[Source data]

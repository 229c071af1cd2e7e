//! Input collaborator
//!
//! The frame loop drains a queue of discrete events exactly once per
//! tick. Anything that can produce such a queue (a windowing backend, a
//! replay file, a test script) implements `InputSource`.

use std::collections::VecDeque;

use glam::Vec2;
use serde::{Deserialize, Serialize};

/// Keys the game binds by default. Backends map their own key codes
/// onto these.
#[derive(Debug, Clone, Copy, PartialEq, Eq, Hash, Serialize, Deserialize)]
pub enum Key {
    A,
    D,
    W,
    S,
    ArrowLeft,
    ArrowRight,
    ArrowUp,
    ArrowDown,
    Space,
    Shift,
    Escape,
}

/// One discrete input event.
#[derive(Debug, Clone, Copy, PartialEq)]
pub enum InputEvent {
    Quit,
    KeyDown(Key),
    KeyUp(Key),
    /// Pointer motion with the new position in screen coordinates
    PointerMoved(Vec2),
    PointerDown,
    PointerUp,
}

/// Produces the events that arrived since the previous poll.
pub trait InputSource {
    fn poll(&mut self) -> Vec<InputEvent>;
}

/// Deterministic event script, one batch per tick. Used by tests and
/// the headless demo binary.
#[derive(Debug, Default)]
pub struct ScriptedInput {
    frames: VecDeque<Vec<InputEvent>>,
    /// Report a quit event once the script runs out
    pub end_with_quit: bool,
}

impl ScriptedInput {
    pub fn new() -> Self {
        Self::default()
    }

    /// Queue one tick's worth of events.
    pub fn push_frame(&mut self, events: Vec<InputEvent>) {
        self.frames.push_back(events);
    }

    /// Queue `n` ticks with no input at all.
    pub fn idle_frames(&mut self, n: usize) {
        for _ in 0..n {
            self.frames.push_back(Vec::new());
        }
    }

    pub fn is_exhausted(&self) -> bool {
        self.frames.is_empty()
    }
}

impl InputSource for ScriptedInput {
    fn poll(&mut self) -> Vec<InputEvent> {
        match self.frames.pop_front() {
            Some(events) => events,
            None if self.end_with_quit => vec![InputEvent::Quit],
            None => Vec::new(),
        }
    }
}
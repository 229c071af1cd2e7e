//! Guns: aim, charge, fire
//!
//! A gun rides above its tank, tracks the pointer, charges launch speed
//! while the trigger is held and emits projectiles on release.

use std::f32::consts::PI;

use glam::Vec2;

use crate::aim_angle;
use crate::consts::*;

use super::projectile::{Projectile, ProjectileKind};

#[derive(Debug, Clone, Copy, PartialEq, Eq)]
pub enum GunKind {
    /// One heavy shell per shot
    Artillery,
    /// Five-pellet fan per shot
    Shotgun,
}

impl GunKind {
    /// The other kind; used by the gun-switch key.
    pub fn switched(self) -> Self {
        match self {
            GunKind::Artillery => GunKind::Shotgun,
            GunKind::Shotgun => GunKind::Artillery,
        }
    }

    /// Projectiles emitted per trigger release.
    pub fn shot_count(self) -> u32 {
        match self {
            GunKind::Artillery => 1,
            GunKind::Shotgun => SHOTGUN_SPREAD.len() as u32,
        }
    }
}

/// Shrapnel fan offsets relative to the aim angle, widest first.
pub const SHOTGUN_SPREAD: [f32; 5] = [PI / 12.0, PI / 24.0, 0.0, -PI / 24.0, -PI / 12.0];

#[derive(Debug, Clone)]
pub struct Gun {
    pub kind: GunKind,
    /// Chamber position; follows the owning tank's mount
    pub pos: Vec2,
    /// Aim angle in radians, screen coordinates
    pub angle: f32,
    /// Launch speed accumulated while the trigger is held
    pub fire_power: f32,
    /// Trigger currently held
    pub armed: bool,
}

impl Gun {
    /// New gun chambered at a tank mount, aim and power at defaults.
    pub fn new(kind: GunKind, mount: Vec2) -> Self {
        Self {
            kind,
            pos: mount,
            // Tipped down-right until the first pointer event
            angle: 1.0,
            fire_power: FIRE_POWER_MIN,
            armed: false,
        }
    }

    /// Follow the owning tank's mount.
    pub fn move_to(&mut self, mount: Vec2) {
        self.pos = mount;
    }

    /// Swing the barrel toward the pointer.
    pub fn aim_at(&mut self, pointer: Vec2) {
        self.angle = aim_angle(self.pos, pointer);
    }

    /// Trigger pressed.
    pub fn arm(&mut self) {
        self.armed = true;
    }

    /// While armed, charge one unit per tick up to the cap.
    pub fn power_up(&mut self) {
        if self.armed && self.fire_power < FIRE_POWER_MAX {
            self.fire_power += 1.0;
        }
    }

    /// Muzzle point at the end of the barrel.
    pub fn muzzle(&self) -> Vec2 {
        self.pos + BARREL_LENGTH * 10.0 * Vec2::new(self.angle.cos(), self.angle.sin())
    }

    /// Trigger released: emit this gun's projectiles from the muzzle and
    /// reset the firing state. `first_id` starts a block of
    /// `kind.shot_count()` consecutive entity ids reserved by the caller.
    pub fn fire(&mut self, first_id: u32) -> Vec<Projectile> {
        let muzzle = self.muzzle();
        let speed = self.fire_power;
        let shots = match self.kind {
            GunKind::Artillery => vec![Projectile::new(
                first_id,
                ProjectileKind::Shell,
                muzzle,
                speed * Vec2::new(self.angle.cos(), self.angle.sin()),
            )],
            GunKind::Shotgun => SHOTGUN_SPREAD
                .iter()
                .enumerate()
                .map(|(i, offset)| {
                    let angle = self.angle + offset;
                    Projectile::new(
                        first_id + i as u32,
                        ProjectileKind::Shrapnel,
                        muzzle,
                        speed * Vec2::new(angle.cos(), angle.sin()),
                    )
                })
                .collect(),
        };
        self.armed = false;
        self.fire_power = FIRE_POWER_MIN;
        shots
    }
}
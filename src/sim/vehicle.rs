//! Vehicles: player tanks and the aerial targets worth experience

use glam::Vec2;
use rand::Rng;

use crate::assets::Sprite;
use crate::config::{Controls, GameConfig};
use crate::consts::TANK_SPEED;
use crate::input::InputEvent;

use super::hitbox::HitboxPart;
use super::particle::Particle;
use super::projectile::{Projectile, ProjectileKind};

#[derive(Debug, Clone, Copy, PartialEq, Eq)]
pub enum VehicleKind {
    /// Player-controlled, carries a gun
    Tank { controls: Controls },
    /// Static aerial target
    AirBalloon,
    /// Drifting target that drops bombs
    Airship,
}

#[derive(Debug, Clone)]
pub struct Vehicle {
    pub id: u32,
    pub kind: VehicleKind,
    pub pos: Vec2,
    pub vel: Vec2,
    pub size: Vec2,
    pub hit_points: i32,
    pub exp_points: u32,
}

impl Vehicle {
    /// Tank spawn: parked on the ground at the given x.
    pub fn tank(id: u32, spawn_x: f32, controls: Controls, cfg: &GameConfig) -> Self {
        Self {
            id,
            kind: VehicleKind::Tank { controls },
            pos: Vec2::new(spawn_x, cfg.ground_level() - 30.0),
            vel: Vec2::ZERO,
            size: Vec2::new(100.0, 60.0),
            hit_points: 10,
            exp_points: 10,
        }
    }

    /// Balloon spawn: a random spot inside the screen margins.
    pub fn air_balloon(id: u32, cfg: &GameConfig, rng: &mut impl Rng) -> Self {
        let size = Vec2::new(90.0, 120.0);
        let pos = Vec2::new(
            rng.random_range(size.x..=cfg.screen_width - size.x),
            rng.random_range(size.y..=cfg.screen_height - cfg.ground_height - size.y),
        );
        Self {
            id,
            kind: VehicleKind::AirBalloon,
            pos,
            vel: Vec2::ZERO,
            size,
            hit_points: 1,
            exp_points: 1,
        }
    }

    /// Airship spawn: just past a random screen edge, drifting across at
    /// a random whole-number speed.
    pub fn airship(id: u32, cfg: &GameConfig, rng: &mut impl Rng) -> Self {
        let size = Vec2::new(300.0, 160.0);
        let y = rng.random_range(size.y..=cfg.screen_height - cfg.ground_height - size.y);
        let (x, vx) = if rng.random_bool(0.5) {
            (-size.x, rng.random_range(1..=5) as f32)
        } else {
            (cfg.screen_width + size.x, -(rng.random_range(1..=5) as f32))
        };
        Self {
            id,
            kind: VehicleKind::Airship,
            pos: Vec2::new(x, y),
            vel: Vec2::new(vx, 0.0),
            size,
            hit_points: 4,
            exp_points: 3,
        }
    }

    /// Silhouette rectangles at the current position. Offsets are fixed
    /// per kind, tuned to the sprite art.
    pub fn hitbox_parts(&self) -> Vec<HitboxPart> {
        let at = self.pos;
        let part = |dx: f32, dy: f32, hw: f32, hh: f32| {
            HitboxPart::new(Vec2::new(at.x + dx, at.y + dy), Vec2::new(hw, hh))
        };
        match self.kind {
            VehicleKind::Tank { .. } => vec![
                part(0.0, 21.0, self.size.x / 2.0, 9.0),
                part(0.0, 4.0, 36.0, 7.0),
                part(0.0, -17.0, 25.0, 13.0),
            ],
            VehicleKind::AirBalloon => vec![
                part(0.0, 44.0, 8.0, 16.0),
                part(0.0, 15.0, 39.0, 13.0),
                part(0.0, -19.0, self.size.x / 2.0, 21.0),
                part(0.0, -50.0, 38.0, 10.0),
            ],
            VehicleKind::Airship => vec![
                part(-125.0, -14.0, 24.0, 62.0),
                part(-50.0, 0.0, 51.0, 56.0),
                part(42.0, 0.0, 40.0, self.size.y / 2.0),
                part(114.0, 0.0, 36.0, 10.0),
            ],
        }
    }

    /// One tick of movement.
    pub fn advance(&mut self) {
        self.pos += self.vel;
    }

    /// Movement-key handling; only tanks listen.
    pub fn control(&mut self, event: &InputEvent) {
        let VehicleKind::Tank { controls } = self.kind else {
            return;
        };
        match *event {
            InputEvent::KeyDown(key) if key == controls.move_right => self.vel.x = TANK_SPEED,
            InputEvent::KeyDown(key) if key == controls.move_left => self.vel.x = -TANK_SPEED,
            InputEvent::KeyUp(key) if key == controls.move_right || key == controls.move_left => {
                self.vel.x = 0.0
            }
            _ => {}
        }
    }

    pub fn take_damage(&mut self, damage: i32) {
        self.hit_points -= damage;
    }

    /// Dead strictly below zero; a vehicle at exactly zero hit points is
    /// still in the fight.
    pub fn is_dead(&self) -> bool {
        self.hit_points < 0
    }

    /// Explosion left where the vehicle died. Tanks throw a tall plume
    /// above the wreck; aerial targets pop in place.
    pub fn death_particle(&self, lifetime: u32) -> Particle {
        match self.kind {
            VehicleKind::Tank { .. } => Particle::new(
                Vec2::new(self.pos.x, self.pos.y - 1.5 * self.size.y),
                Vec2::new(self.size.x * 2.0, self.size.y * 4.0),
                Sprite::LandExplosion,
                lifetime,
            ),
            _ => Particle::new(self.pos, self.size, Sprite::AirExplosion, lifetime),
        }
    }

    /// Bomb released from beneath the airship cockpit.
    pub fn drop_bomb(&self, id: u32) -> Projectile {
        Projectile::new(
            id,
            ProjectileKind::Bomb,
            self.pos + Vec2::new(35.0, 91.0),
            Vec2::ZERO,
        )
    }

    pub fn sprite(&self) -> Sprite {
        match self.kind {
            VehicleKind::Tank { .. } => Sprite::Tank,
            VehicleKind::AirBalloon => Sprite::AirBalloon,
            VehicleKind::Airship => Sprite::Airship,
        }
    }

    /// Airships flying right-to-left use the mirrored sprite.
    pub fn mirrored(&self) -> bool {
        self.kind == VehicleKind::Airship && self.vel.x < 0.0
    }
}

#[cfg(test)]
mod tests {
    use super::*;
    use crate::input::Key;
    use rand::SeedableRng;
    use rand_pcg::Pcg32;

    fn cfg() -> GameConfig {
        GameConfig::default()
    }

    fn controls() -> Controls {
        Controls {
            move_right: Key::D,
            move_left: Key::A,
        }
    }

    #[test]
    fn tank_sits_on_the_ground() {
        let config = cfg();
        let tank = Vehicle::tank(1, 300.0, controls(), &config);
        assert_eq!(tank.pos, Vec2::new(300.0, config.ground_level() - 30.0));
        assert_eq!(tank.hitbox_parts().len(), 3);
        // Tread part spans the full hull width
        assert_eq!(tank.hitbox_parts()[0].half.x, 50.0);
    }

    #[test]
    fn movement_keys_set_and_clear_velocity() {
        let config = cfg();
        let mut tank = Vehicle::tank(1, 300.0, controls(), &config);

        tank.control(&InputEvent::KeyDown(Key::D));
        assert_eq!(tank.vel.x, TANK_SPEED);
        tank.control(&InputEvent::KeyDown(Key::A));
        assert_eq!(tank.vel.x, -TANK_SPEED);
        tank.control(&InputEvent::KeyUp(Key::D));
        assert_eq!(tank.vel.x, 0.0);

        // Unbound keys are ignored
        tank.control(&InputEvent::KeyDown(Key::W));
        assert_eq!(tank.vel.x, 0.0);
    }

    #[test]
    fn death_is_strictly_below_zero() {
        let config = cfg();
        let mut tank = Vehicle::tank(1, 300.0, controls(), &config);
        tank.take_damage(10);
        assert_eq!(tank.hit_points, 0);
        assert!(!tank.is_dead());
        tank.take_damage(1);
        assert!(tank.is_dead());
    }

    #[test]
    fn balloon_spawns_inside_margins() {
        let config = cfg();
        let mut rng = Pcg32::seed_from_u64(7);
        for id in 0..50 {
            let balloon = Vehicle::air_balloon(id, &config, &mut rng);
            assert!(balloon.pos.x >= 90.0 && balloon.pos.x <= config.screen_width - 90.0);
            assert!(balloon.pos.y >= 120.0);
            assert!(balloon.pos.y <= config.screen_height - config.ground_height - 120.0);
            assert_eq!(balloon.vel, Vec2::ZERO);
        }
    }

    #[test]
    fn airship_edge_picks_drift_direction() {
        let config = cfg();
        let mut rng = Pcg32::seed_from_u64(42);
        let mut saw_left = false;
        let mut saw_right = false;
        for id in 0..100 {
            let ship = Vehicle::airship(id, &config, &mut rng);
            assert_eq!(ship.vel.x.fract(), 0.0, "whole-number drift speed");
            if ship.pos.x < 0.0 {
                saw_left = true;
                assert!((1.0..=5.0).contains(&ship.vel.x));
            } else {
                saw_right = true;
                assert_eq!(ship.pos.x, config.screen_width + 300.0);
                assert!((-5.0..=-1.0).contains(&ship.vel.x));
                assert!(ship.mirrored());
            }
        }
        assert!(saw_left && saw_right);
    }

    #[test]
    fn bomb_drops_beneath_the_cockpit() {
        let config = cfg();
        let mut rng = Pcg32::seed_from_u64(1);
        let ship = Vehicle::airship(9, &config, &mut rng);
        let bomb = ship.drop_bomb(77);
        assert_eq!(bomb.id, 77);
        assert_eq!(bomb.kind, ProjectileKind::Bomb);
        assert_eq!(bomb.pos, ship.pos + Vec2::new(35.0, 91.0));
        assert_eq!(bomb.vel, Vec2::ZERO);
    }

    #[test]
    fn hitboxes_track_the_vehicle() {
        let config = cfg();
        let mut tank = Vehicle::tank(1, 300.0, controls(), &config);
        let before = tank.hitbox_parts();
        tank.vel.x = TANK_SPEED;
        tank.advance();
        let after = tank.hitbox_parts();
        for (a, b) in before.iter().zip(&after) {
            assert_eq!(b.center.x - a.center.x, TANK_SPEED);
            assert_eq!(a.half, b.half);
        }
    }
}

[/Source data]

• [Work to be completed] Beginning at the opening line of the data, transcribe each line exactly until you reach the line with "script runs out", which you also include, and go no further.

• [Solution to the exercise]
repository 229c071af1cd2e7e
//! Input collaborator
//!
//! The frame loop drains a queue of discrete events exactly once per
//! tick. Anything that can produce such a queue (a windowing backend, a
//! replay file, a test script) implements `InputSource`.

use std::collections::VecDeque;

use glam::Vec2;
use serde::{Deserialize, Serialize};

/// Keys the game binds by default. Backends map their own key codes
/// onto these.
#[derive(Debug, Clone, Copy, PartialEq, Eq, Hash, Serialize, Deserialize)]
pub enum Key {
    A,
    D,
    W,
    S,
    ArrowLeft,
    ArrowRight,
    ArrowUp,
    ArrowDown,
    Space,
    Shift,
    Escape,
}

/// One discrete input event.
#[derive(Debug, Clone, Copy, PartialEq)]
pub enum InputEvent {
    Quit,
    KeyDown(Key),
    KeyUp(Key),
    /// Pointer motion with the new position in screen coordinates
    PointerMoved(Vec2),
    PointerDown,
    PointerUp,
}

/// Produces the events that arrived since the previous poll.
pub trait InputSource {
    fn poll(&mut self) -> Vec<InputEvent>;
}

/// Deterministic event script, one batch per tick. Used by tests and
/// the headless demo binary.
#[derive(Debug, Default)]
pub struct ScriptedInput {
    frames: VecDeque<Vec<InputEvent>>,
    /// Report a quit event once the script runs out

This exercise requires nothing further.